Farming without the need for fences is a step closer with the launch of the first system developed in Australia. Future Farming takes a closer look.
The ability to fence, move and monitor livestock remotely, via a smartphone or similar, is becoming a reality, eliminating the need for physical fences.
An Australian company, AgerSens, is bringing the first commercial virtual fence system, eShepherd, to the market this year, following its development using intellectual property from the country’s largest research organisation.

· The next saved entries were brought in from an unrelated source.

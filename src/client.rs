//! MailHog async client implementation.

use crate::constants::{
    DEFAULT_BASE_URL, MESSAGE_PATH, MESSAGES_PATH, SEARCH_CONTAINING, SEARCH_FROM, SEARCH_PATH,
    SEARCH_TO, USER_AGENT_VALUE,
};
use crate::{Error, Message, Messages, Result};
use reqwest::{Method, StatusCode};
use serde::de::DeserializeOwned;
use std::fmt;
use std::time::Duration;
use tracing::{debug, warn};

/// Field a search is run against.
///
/// [`Client::search`] takes anything that is `AsRef<str>`, so kinds MailHog
/// adds later can still be passed as plain strings.
#[derive(Debug, Clone, Copy, PartialEq, Eq, Hash)]
pub enum SearchKind {
    /// Match the sender address.
    From,
    /// Match any recipient address.
    To,
    /// Match anywhere in the message content.
    Containing,
}

impl SearchKind {
    /// Wire name used in the `kind` query parameter.
    pub fn as_str(&self) -> &'static str {
        match self {
            SearchKind::From => SEARCH_FROM,
            SearchKind::To => SEARCH_TO,
            SearchKind::Containing => SEARCH_CONTAINING,
        }
    }
}

impl AsRef<str> for SearchKind {
    fn as_ref(&self) -> &str {
        self.as_str()
    }
}

impl fmt::Display for SearchKind {
    fn fmt(&self, f: &mut fmt::Formatter<'_>) -> fmt::Result {
        f.write_str(self.as_str())
    }
}

/// Async client for the MailHog HTTP API.
///
/// Holds only the base URL and a [`reqwest::Client`], so it is cheap to clone
/// and can be shared between tasks. Use [`Client::new`] for defaults or
/// [`Client::builder`] for custom settings like timeouts and proxies.
#[derive(Debug, Clone)]
pub struct Client {
    http: reqwest::Client,
    base_url: String,
}

impl Client {
    /// Create a builder for configuring the client.
    pub fn builder() -> ClientBuilder {
        ClientBuilder::new()
    }

    /// Create a client for the MailHog instance at `base_url` with default settings.
    ///
    /// # Examples
    /// ```no_run
    /// # use mailhog_client::Client;
    /// # fn main() -> Result<(), mailhog_client::Error> {
    /// let client = Client::new("http://localhost:8025")?;
    /// # Ok(())
    /// # }
    /// ```
    pub fn new(base_url: impl Into<String>) -> Result<Self> {
        ClientBuilder::new().base_url(base_url).build()
    }

    /// Create a client that sends requests through a caller-owned transport.
    ///
    /// Timeouts, proxies and TLS settings are whatever `http` was built with.
    pub fn with_http_client(base_url: impl Into<String>, http: reqwest::Client) -> Self {
        Client {
            http,
            base_url: normalize_base_url(base_url.into()),
        }
    }

    /// Base URL requests are sent to, without a trailing slash.
    pub fn base_url(&self) -> &str {
        &self.base_url
    }

    /// Underlying HTTP transport.
    pub fn http(&self) -> &reqwest::Client {
        &self.http
    }

    /// List captured messages, newest first.
    ///
    /// # Arguments
    /// * `start` - Offset of the first message to return
    /// * `limit` - Maximum number of messages to return
    ///
    /// # Examples
    /// ```no_run
    /// # use mailhog_client::Client;
    /// # #[tokio::main]
    /// # async fn main() -> Result<(), mailhog_client::Error> {
    /// let client = Client::new("http://localhost:8025")?;
    /// let page = client.messages(0, 50).await?;
    /// println!("{} of {} messages", page.count, page.total);
    /// # Ok(())
    /// # }
    /// ```
    pub async fn messages(&self, start: usize, limit: usize) -> Result<Messages> {
        let url = self.url(MESSAGES_PATH);
        let params = [("start", start.to_string()), ("limit", limit.to_string())];

        self.get_json(self.http.get(&url).query(&params)).await
    }

    /// Fetch a single message by id.
    ///
    /// The id is inserted into the URL path as given, which matches the
    /// identifiers MailHog hands out (e.g. `kLT8D_S0...=@mailhog.example`).
    ///
    /// # Examples
    /// ```no_run
    /// # use mailhog_client::Client;
    /// # #[tokio::main]
    /// # async fn main() -> Result<(), mailhog_client::Error> {
    /// let client = Client::new("http://localhost:8025")?;
    /// let message = client
    ///     .message("eZVH3mSvQl9oWzIc4U1j1zWO8TWFWNv123iPrS0sOkE=@mailhog.example")
    ///     .await?;
    /// println!("{:?}", message.subject());
    /// # Ok(())
    /// # }
    /// ```
    pub async fn message(&self, id: &str) -> Result<Message> {
        let url = self.message_url(id);
        self.get_json(self.http.get(&url)).await
    }

    /// Search captured messages.
    ///
    /// # Arguments
    /// * `kind` - A [`SearchKind`], or any other kind string MailHog understands
    /// * `query` - Text to search for; escaped before it is sent
    /// * `start` - Offset of the first match to return
    /// * `limit` - Maximum number of matches to return
    ///
    /// # Examples
    /// ```no_run
    /// # use mailhog_client::{Client, SearchKind};
    /// # #[tokio::main]
    /// # async fn main() -> Result<(), mailhog_client::Error> {
    /// let client = Client::new("http://localhost:8025")?;
    /// let found = client
    ///     .search(SearchKind::To, "alice@example.com", 0, 10)
    ///     .await?;
    /// for msg in found.items {
    ///     println!("{}: {:?}", msg.id, msg.subject());
    /// }
    /// # Ok(())
    /// # }
    /// ```
    pub async fn search(
        &self,
        kind: impl AsRef<str>,
        query: &str,
        start: usize,
        limit: usize,
    ) -> Result<Messages> {
        let url = self.url(SEARCH_PATH);
        let params = [
            ("kind", kind.as_ref().to_string()),
            ("query", query.to_string()),
            ("start", start.to_string()),
            ("limit", limit.to_string()),
        ];

        self.get_json(self.http.get(&url).query(&params)).await
    }

    /// Delete a single message. This cannot be undone.
    pub async fn delete_message(&self, id: &str) -> Result<()> {
        let url = self.message_url(id);
        self.send_discarding(self.http.request(Method::DELETE, &url))
            .await
    }

    /// Delete every message stored by the server. This cannot be undone.
    pub async fn delete_all_messages(&self) -> Result<()> {
        let url = self.url(MESSAGE_PATH);
        self.send_discarding(self.http.request(Method::DELETE, &url))
            .await
    }

    fn url(&self, path: &str) -> String {
        format!("{}{}", self.base_url, path)
    }

    fn message_url(&self, id: &str) -> String {
        format!("{}{}/{}", self.base_url, MESSAGE_PATH, id)
    }

    /// Send a request and require a `200 OK` response.
    async fn send(&self, request: reqwest::RequestBuilder) -> Result<reqwest::Response> {
        let request = request.build()?;
        debug!(method = %request.method(), url = %request.url(), "sending MailHog request");

        let response = self.http.execute(request).await?;
        let status = response.status();
        debug!(%status, url = %response.url(), "received MailHog response");

        if status != StatusCode::OK {
            warn!(%status, url = %response.url(), "MailHog request failed");
            // Drain so the connection goes back to the pool; the status is the error.
            let _ = response.bytes().await;
            return Err(Error::UnexpectedStatus { status });
        }
        Ok(response)
    }

    /// Send a request whose body carries no data, reading the body to the end.
    async fn send_discarding(&self, request: reqwest::RequestBuilder) -> Result<()> {
        self.send(request).await?.bytes().await?;
        Ok(())
    }

    /// Common GET pattern: send, check status, read the whole body, decode.
    async fn get_json<T: DeserializeOwned>(&self, request: reqwest::RequestBuilder) -> Result<T> {
        let body = self.send(request).await?.bytes().await?;
        serde_json::from_slice(&body).map_err(Into::into)
    }
}

fn normalize_base_url(mut base_url: String) -> String {
    while base_url.ends_with('/') {
        base_url.pop();
    }
    base_url
}

/// Builder for configuring a MailHog client.
///
/// Start with [`Client::builder`] to override defaults.
#[derive(Debug, Clone)]
pub struct ClientBuilder {
    base_url: String,
    user_agent: String,
    timeout: Option<Duration>,
    proxy: Option<String>,
    http: Option<reqwest::Client>,
}

impl Default for ClientBuilder {
    fn default() -> Self {
        Self::new()
    }
}

impl ClientBuilder {
    /// Create a new builder with default settings.
    ///
    /// Defaults:
    /// - Base URL `http://localhost:8025`
    /// - No timeout beyond reqwest's own
    /// - No proxy
    /// - Default user agent
    pub fn new() -> Self {
        Self {
            base_url: DEFAULT_BASE_URL.to_string(),
            user_agent: USER_AGENT_VALUE.to_string(),
            timeout: None,
            proxy: None,
            http: None,
        }
    }

    /// Set the MailHog base URL (e.g., "http://mailhog:8025").
    pub fn base_url(mut self, base_url: impl Into<String>) -> Self {
        self.base_url = base_url.into();
        self
    }

    /// Override the default user agent string.
    pub fn user_agent(mut self, user_agent: impl Into<String>) -> Self {
        self.user_agent = user_agent.into();
        self
    }

    /// Set a total timeout for each request.
    pub fn timeout(mut self, timeout: Duration) -> Self {
        self.timeout = Some(timeout);
        self
    }

    /// Set a proxy URL (e.g., "socks5://127.0.0.1:1080").
    ///
    /// This uses reqwest's proxy support for all requests.
    pub fn proxy(mut self, proxy: impl Into<String>) -> Self {
        self.proxy = Some(proxy.into());
        self
    }

    /// Use an already configured transport.
    ///
    /// When set, the user agent, timeout and proxy settings are ignored.
    pub fn http_client(mut self, http: reqwest::Client) -> Self {
        self.http = Some(http);
        self
    }

    /// Build the client. No request is sent until an operation is called.
    pub fn build(self) -> Result<Client> {
        if let Some(http) = self.http {
            return Ok(Client::with_http_client(self.base_url, http));
        }

        let mut builder = reqwest::Client::builder().user_agent(self.user_agent);

        if let Some(timeout) = self.timeout {
            builder = builder.timeout(timeout);
        }

        if let Some(proxy_url) = &self.proxy {
            builder = builder.proxy(reqwest::Proxy::all(proxy_url)?);
        }

        Ok(Client::with_http_client(self.base_url, builder.build()?))
    }
}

Otherwise known as fenceless farming, the system developed by the Commonwealth Scientific and Industrial Research Organisation consists of a GPS-enabled animal collar and an app. It allows the farmer to create any number of fences or boundaries and then get their livestock to move away from or stay within them.
This is achieved with the help of patented training software, which teaches the animal about the consequences of crossing or breaching a boundary, using an audible cue rather than the visual one associated with traditional fencing.
As professor Mark Rutter of Harper Adams University explains, the system replaces temporary electric fences with a virtual fence line, using a series of latitude and longitude co-ordinates. “It’s like a GPS-based electric fence,” he says. “The animal is fitted with a collar which can determine its position, deliver an acoustic warning and administer an electric stimulus.”
As such, when the animal approaches a virtual boundary, it receives a warning sound. If it reaches the virtual boundary, it gets a mild electric shock that causes discomfort. “In this way, the animals learn how to use the warning signals to avoid receiving a shock and stay within the designated area,” he adds. “As a result, they can be moved and managed, with the instructions being sent wirelessly to each animal’s collar.”
It should not be confused with geofencing, which uses GPS technology to locate something on a map, rather than control its behaviour or feeding pattern, he notes. Prof Rutter points out that there are ethical concerns over “shock collars” in the UK, so fenceless farming is less likely to be adopted where these are considered valid. But there is an alternative approach – positive reinforcement – which can be used to direct animal foraging.
“With positive reinforcement, auditory cues are used to direct animals towards a reward, such as fresh forage,” notes Prof Rutter. “The animals learn in the same way as they do with the collars, so after a few times the system works well.” He can foresee a system which uses both techniques, only resorting to negative reinforcement when the animal’s welfare is at risk.
“A variety of technologies to control animal access to pasture are becoming available,” he reports. “For best results, they need to be integrated into ‘smart’ grazing management systems. And it’s important to appreciate that they aren’t designed to replace the skills of an expert stockman.”
Fenceless farming offers much more than the chance to do away with the costs of permanent fencing, which can be prohibitive on larger units, says Ian Reilly, CEO and founder of AgerSens. “It can be used to automate grazing control, match the stocking rate to the amount of feed available and gather or muster animals at a slow and easy pace, reducing stress levels,” he explains.
“Remember too that in some areas, it is physically very difficult to do traditional fencing.” The virtual fence also has a place in environmental management, by preventing animals from entering waterways or sensitive areas and protecting other wildlife-friendly habitat.
“Don’t forget that it has safety advantages for many situations, as there is no wire for the livestock to get tangled up in, and no threat to wild animals or humans.” Typically, it takes 24-48 hours for stock to get used to the system and allow themselves to be guided by it, with trials showing that 98% of animals are contained.
“There’s interest in fenceless farming coming from all over the world,” confirms Mr Reilly. “It has the potential to make grazing management much more efficient, as well as to keep livestock safe.” The fact that the collars can also be used for data gathering is another exciting development – with the opportunity to collect information on animal behaviour and welfare.